En este momento de crisis e incertidumbre, no extrañaría a nadie que el presidente Arce esté valorando la posibilidad de reducir el gasto público en el rubro de sueldos y salarios para los más de 453.000 empleados públicos que existen en el país y que están consumiendo el 58% del presupuesto del Estado. La reducción salarial es necesaria y apremiante para equilibrar de una vez por todas el presupuesto general y ante todo para promover la austeridad fiscal. Sé que es imposible, pero no tengo razón alguna para ocultar mi antipatía por la burocracia estatal, y sin ningún tipo de rubor diría que el enemigo público número uno, en este estado de cosas, no es otro que el empleado público.
Es ese personaje típico que exige que sus carencias básicas sean cubiertas con dinero público. Poco cuesta afirmar que es gente contagiada de flojera endémica y corrupción. Una gran parte de ellos medra en oficinas públicas que no tienen ningún beneficio tangible en la urgencia nacional que ahora vivimos; y me refiero a esos ministerios donde se han consagrado los máximos ideales del progresismo europeo y que están vinculados con la protección de conceptos inválidos, como la promoción de la energía nuclear y el desarrollo satelital, y todo lo que tiene que ver con el antiimperialismo y el anticolonialismo, por ejemplo. En esas oficinas debería comenzar de una vez por todas la racionalización del gasto público, y ante todo se espera el sinceramiento del Presidente para redireccionar los recursos públicos en la satisfacción de necesidades perentorias y el fortalecimiento de reservas internacionales netas.
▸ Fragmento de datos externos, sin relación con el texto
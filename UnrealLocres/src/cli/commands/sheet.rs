//! CLI commands for translation sheet export and import

use std::path::Path;

use anyhow::Context;
use locreslib::formats::locres::{
    LocresVersion, export_for_translation, import_translations, read_locres, write_locres,
};

use super::{Options, default_output};
use crate::cli::progress::{DISK, DOCUMENT, GEAR, LOOKING_GLASS, Progress};

/// Unused keys listed before the rest are summarized
const MAX_LISTED_KEYS: usize = 5;

/// Export a .locres file to a translation sheet
pub fn export(path: &Path, output: Option<&Path>, options: Options) -> anyhow::Result<()> {
    let output = output.map_or_else(|| path.with_extension("csv"), Path::to_path_buf);
    let mut progress = Progress::new(2, options.quiet);

    progress.step(&LOOKING_GLASS, &format!("Reading {}...", path.display()));
    let document =
        read_locres(path).with_context(|| format!("Failed to read {}", path.display()))?;

    progress.step(&DOCUMENT, &format!("Writing {}...", output.display()));
    let count = export_for_translation(&document, &output, options.sheet)
        .with_context(|| format!("Failed to write {}", output.display()))?;

    progress.note(&format!(
        "Exported {count} of {} entries ({} layout)",
        document.total_count(),
        document.version
    ));
    progress.finish();
    Ok(())
}

/// Apply a translation sheet and write the result
pub fn import(
    path: &Path,
    sheet: &Path,
    output: Option<&Path>,
    format: Option<LocresVersion>,
    options: Options,
) -> anyhow::Result<()> {
    let output = output.map_or_else(|| default_output(path), Path::to_path_buf);
    let mut progress = Progress::new(3, options.quiet);

    progress.step(&LOOKING_GLASS, &format!("Reading {}...", path.display()));
    let mut document =
        read_locres(path).with_context(|| format!("Failed to read {}", path.display()))?;
    let format = format.unwrap_or(document.version);

    progress.step(&GEAR, &format!("Applying {}...", sheet.display()));
    let result = import_translations(&mut document, sheet, options.sheet)
        .with_context(|| format!("Failed to read {}", sheet.display()))?;

    progress.step(&DISK, &format!("Writing {} ({format})...", output.display()));
    write_locres(&output, &document, format)
        .with_context(|| format!("Failed to write {}", output.display()))?;

    progress.note(&format!(
        "{} rows, {} translated: {} updated, {} added",
        result.total, result.translated, result.updated, result.added
    ));
    if !result.unused_keys.is_empty() {
        progress.note(&format!("{} unused:", result.unused_keys.len()));
        for key in result.unused_keys.iter().take(MAX_LISTED_KEYS) {
            progress.note(&format!("  - {key}"));
        }
        if result.unused_keys.len() > MAX_LISTED_KEYS {
            progress.note(&format!(
                "  (and {} more)",
                result.unused_keys.len() - MAX_LISTED_KEYS
            ));
        }
    }
    progress.finish();
    Ok(())
}

#[cfg(test)]
mod tests {
    use super::*;
    use locreslib::formats::locres::{LocresDocument, LocresEntry, LocresNamespace, SheetFormat};
    use pretty_assertions::assert_eq;
    use tempfile::tempdir;

    fn quiet() -> Options {
        Options {
            quiet: true,
            ..Options::default()
        }
    }

    fn write_source(dir: &Path) -> std::path::PathBuf {
        let path = dir.join("Game.locres");
        let mut doc = LocresDocument::new(LocresVersion::Optimized);
        doc.push_namespace(
            LocresNamespace::new("UI")
                .with_entry(LocresEntry::new("OK", "Yes", 1))
                .with_entry(LocresEntry::new("Cancel", "No", 2)),
        );
        write_locres(&path, &doc, doc.version).unwrap();
        path
    }

    #[test]
    fn test_export_default_path() {
        let dir = tempdir().unwrap();
        let source = write_source(dir.path());

        export(&source, None, quiet()).unwrap();
        let sheet = std::fs::read_to_string(dir.path().join("Game.csv")).unwrap();
        assert_eq!(sheet, "Yes→→UI/OK\nNo→→UI/Cancel\n");
    }

    #[test]
    fn test_export_custom_separator() {
        let dir = tempdir().unwrap();
        let source = write_source(dir.path());
        let output = dir.path().join("sheet.txt");
        let options = Options {
            quiet: true,
            sheet: SheetFormat {
                separator: '\t',
                escape: '\\',
            },
        };

        export(&source, Some(&output), options).unwrap();
        let sheet = std::fs::read_to_string(output).unwrap();
        assert_eq!(sheet, "Yes\t\tUI/OK\nNo\t\tUI/Cancel\n");
    }

    #[test]
    fn test_import_keeps_layout_by_default() {
        let dir = tempdir().unwrap();
        let source = write_source(dir.path());
        let sheet = dir.path().join("Game.csv");
        std::fs::write(&sheet, "Yes→Oui→UI/OK\nHi→Salut→Other/Hello\n").unwrap();

        import(&source, &sheet, None, None, quiet()).unwrap();

        let result = read_locres(dir.path().join("Game.locres.new")).unwrap();
        assert_eq!(result.version, LocresVersion::Optimized);
        let ui = result.namespace("UI").unwrap();
        assert_eq!(ui.get("OK").unwrap().value, "Oui");
        assert_eq!(ui.get("Cancel").unwrap().value, "No");
        assert!(result.namespace("Other").is_none());
    }

    #[test]
    fn test_import_with_format_override() {
        let dir = tempdir().unwrap();
        let source = write_source(dir.path());
        let sheet = dir.path().join("Game.csv");
        let output = dir.path().join("Out.locres");
        std::fs::write(&sheet, "No→Non→UI/Cancel\n").unwrap();

        import(
            &source,
            &sheet,
            Some(&output),
            Some(LocresVersion::Legacy),
            quiet(),
        )
        .unwrap();

        let result = read_locres(&output).unwrap();
        assert_eq!(result.version, LocresVersion::Legacy);
        assert_eq!(result.namespace("UI").unwrap().get("Cancel").unwrap().value, "Non");
    }
}
//! `.locres` file writing
//!
//! The header of the table-based layouts points at the string table, which is
//! only known once every entry has been visited. The body is therefore
//! serialized into a buffer first while the table is built; header, body and
//! table are then written out in order with the real offset and entry count,
//! so the sink never has to seek.

use std::io::Write;
use std::path::Path;

use byteorder::{LittleEndian, WriteBytesExt};

use super::string::write_unreal_string;
use super::string_table::StringTable;
use super::{LOCRES_MAGIC, LocresDocument, LocresVersion};
use crate::error::{Error, Result};

/// Write a .locres file to disk in the given layout
///
/// # Errors
/// Returns an error if the document does not fit the format or file writing fails.
pub fn write_locres<P: AsRef<Path>>(
    path: P,
    document: &LocresDocument,
    version: LocresVersion,
) -> Result<()> {
    let path = path.as_ref();
    let bytes = serialize_locres(document, version)?;
    std::fs::write(path, &bytes)?;
    tracing::info!("Wrote {:?}: {version} layout, {} bytes", path, bytes.len());
    Ok(())
}

/// Serialize a document to bytes in the given layout
///
/// # Errors
/// Returns an error if a count or string length overflows its 32-bit field.
pub fn serialize_locres(document: &LocresDocument, version: LocresVersion) -> Result<Vec<u8>> {
    let mut output = Vec::new();
    write_locres_to(&mut output, document, version)?;
    Ok(output)
}

/// Serialize a document into any writer in the given layout
///
/// The table offset in the header is absolute, so the writer must be
/// positioned at the first byte of the file.
///
/// # Errors
/// Returns an error if a count overflows its field or the writer fails.
pub fn write_locres_to<W: Write>(
    writer: &mut W,
    document: &LocresDocument,
    version: LocresVersion,
) -> Result<()> {
    let features = version.features();
    if !features.has_header {
        return write_legacy(writer, document);
    }

    let mut body = Vec::new();
    let mut table = StringTable::new();
    let mut entry_count = 0usize;

    body.write_i32::<LittleEndian>(count_field("namespace", document.len())?)?;

    for namespace in &document.namespaces {
        if let Some(fingerprint) = features.fingerprint {
            body.write_u32::<LittleEndian>(fingerprint(&namespace.name))?;
        }
        write_unreal_string(&mut body, &namespace.name, false)?;
        body.write_i32::<LittleEndian>(count_field("entry", namespace.len())?)?;

        for entry in &namespace.entries {
            if let Some(fingerprint) = features.fingerprint {
                body.write_u32::<LittleEndian>(fingerprint(&entry.key))?;
            }
            write_unreal_string(&mut body, &entry.key, false)?;
            body.write_u32::<LittleEndian>(entry.source_string_hash)?;

            let index = table.add(&entry.value);
            body.write_i32::<LittleEndian>(count_field("string table index", index)?)?;
            entry_count += 1;
        }
    }

    // magic + version byte + table offset [+ entry count]
    let header_len = LOCRES_MAGIC.len() + 1 + 8 + if features.has_hashes { 4 } else { 0 };
    let table_offset = (header_len + body.len()) as i64;

    writer.write_all(&LOCRES_MAGIC)?;
    writer.write_u8(version.as_u8())?;
    writer.write_i64::<LittleEndian>(table_offset)?;
    if features.has_hashes {
        writer.write_i32::<LittleEndian>(count_field("entry", entry_count)?)?;
    }

    writer.write_all(&body)?;

    writer.write_i32::<LittleEndian>(count_field("string table", table.len())?)?;
    for string in table.iter() {
        write_unreal_string(writer, &string.text, false)?;
        if features.has_hashes {
            writer.write_i32::<LittleEndian>(count_field("reference", string.ref_count as usize)?)?;
        }
    }

    tracing::debug!(
        "Serialized {version}: {entry_count} entries, {} unique strings, table at {table_offset}",
        table.len()
    );
    Ok(())
}

/// Headerless layout: values inline, namespace names always UTF-16.
fn write_legacy<W: Write>(writer: &mut W, document: &LocresDocument) -> Result<()> {
    let force_unicode = LocresVersion::Legacy.features().force_unicode_namespace;

    writer.write_i32::<LittleEndian>(count_field("namespace", document.len())?)?;

    for namespace in &document.namespaces {
        write_unreal_string(writer, &namespace.name, force_unicode)?;
        writer.write_i32::<LittleEndian>(count_field("entry", namespace.len())?)?;

        for entry in &namespace.entries {
            write_unreal_string(writer, &entry.key, false)?;
            writer.write_u32::<LittleEndian>(entry.source_string_hash)?;
            write_unreal_string(writer, &entry.value, false)?;
        }
    }

    Ok(())
}

fn count_field(what: &'static str, count: usize) -> Result<i32> {
    i32::try_from(count).map_err(|_| Error::TooManyItems { what, count })
}
//! File format implementations

pub mod locres;

pub use locres::{LocresDocument, LocresEntry, LocresNamespace, LocresVersion};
La única solución viable es la reducción salarial o despidos masivos sin que se afecte la calidad de los servicios obligatorios y básicos. Sin duda, esta emergencia podría provocar ciertas tensiones laborales y conflictos sociales por la gran cantidad de personas que se encontrarían en la calle de la noche a la mañana, pero sin ninguna trascendencia en el ámbito del diario vivir porque se convertiría en un problema interno del partido de Gobierno y sus apéndices. Incluso los desempleados públicos podrían volver a sus faenas rutinarias que las ejercían antes de optar a un puesto de Gobierno. Volverían a cultivar la tierra o cuidar animales, al comercio minorista o la artesanía, entre otras actividades lucrativas. Aquí es donde el Estado juega un papel importante para facilitar ese proceso transitorio entre la liquidación de empleos públicos y la apertura de grandes oportunidades para el desarrollo de la actividad privada en el comercio, la industria y la prestación de servicios.
Con seguridad, algunos agitadores comunitarios y progresistas reclamarán por la disminución de la moral y la motivación en la burocracia estatal o la disminución de la capacidad de respuesta de los servicios públicos, pero el ciudadano común sabe que en este pobre país desde que asumieron los masistas, la calidad de los servicios está por los suelos y mal podría operarse una disminución en la calidad porque más bajo no se puede caer. No se trata de despedir a los 453.000 empleados públicos, sino que con carácter racional se pueden conservar los empleos de necesidad imprescindible y con los cuales el Estado y la nación boliviana podrían sobrevivir en los próximos meses.
Entonces, la solución pasa por cerrar todas las instancias gubernamentales que no son importantes para el logro de los fines estatales dirigidos a las urgencias vitales. Y de ser así, se obtendría mayor eficiencia en el sector público, la reducción del gasto y la reasignación de recursos a los sectores transcendentales. Paralelamente, y de manera sincera, el Gobierno debe crear oportunidades y fomentar el capitalismo con las sanas reglas del libre mercado, reduciendo requisitos y cargas fiscales para crear empresas privadas, a partir del trabajo autónomo en las micro y pequeñas empresas; además, estimulando entre los jóvenes el emprendimiento privado y productivo, sin que se contagien con la empleomanía, que ha parasitado a Bolivia desde hace casi 200 años de vida republicana y más de 300 de vida colonial.
Lo que menos debe hacer el Presidente es crear falsas expectativas de que un futuro próximo se crearán o reabrirán instancias estatales para cumplir unos supuestos discursos que no se traga la gente decente.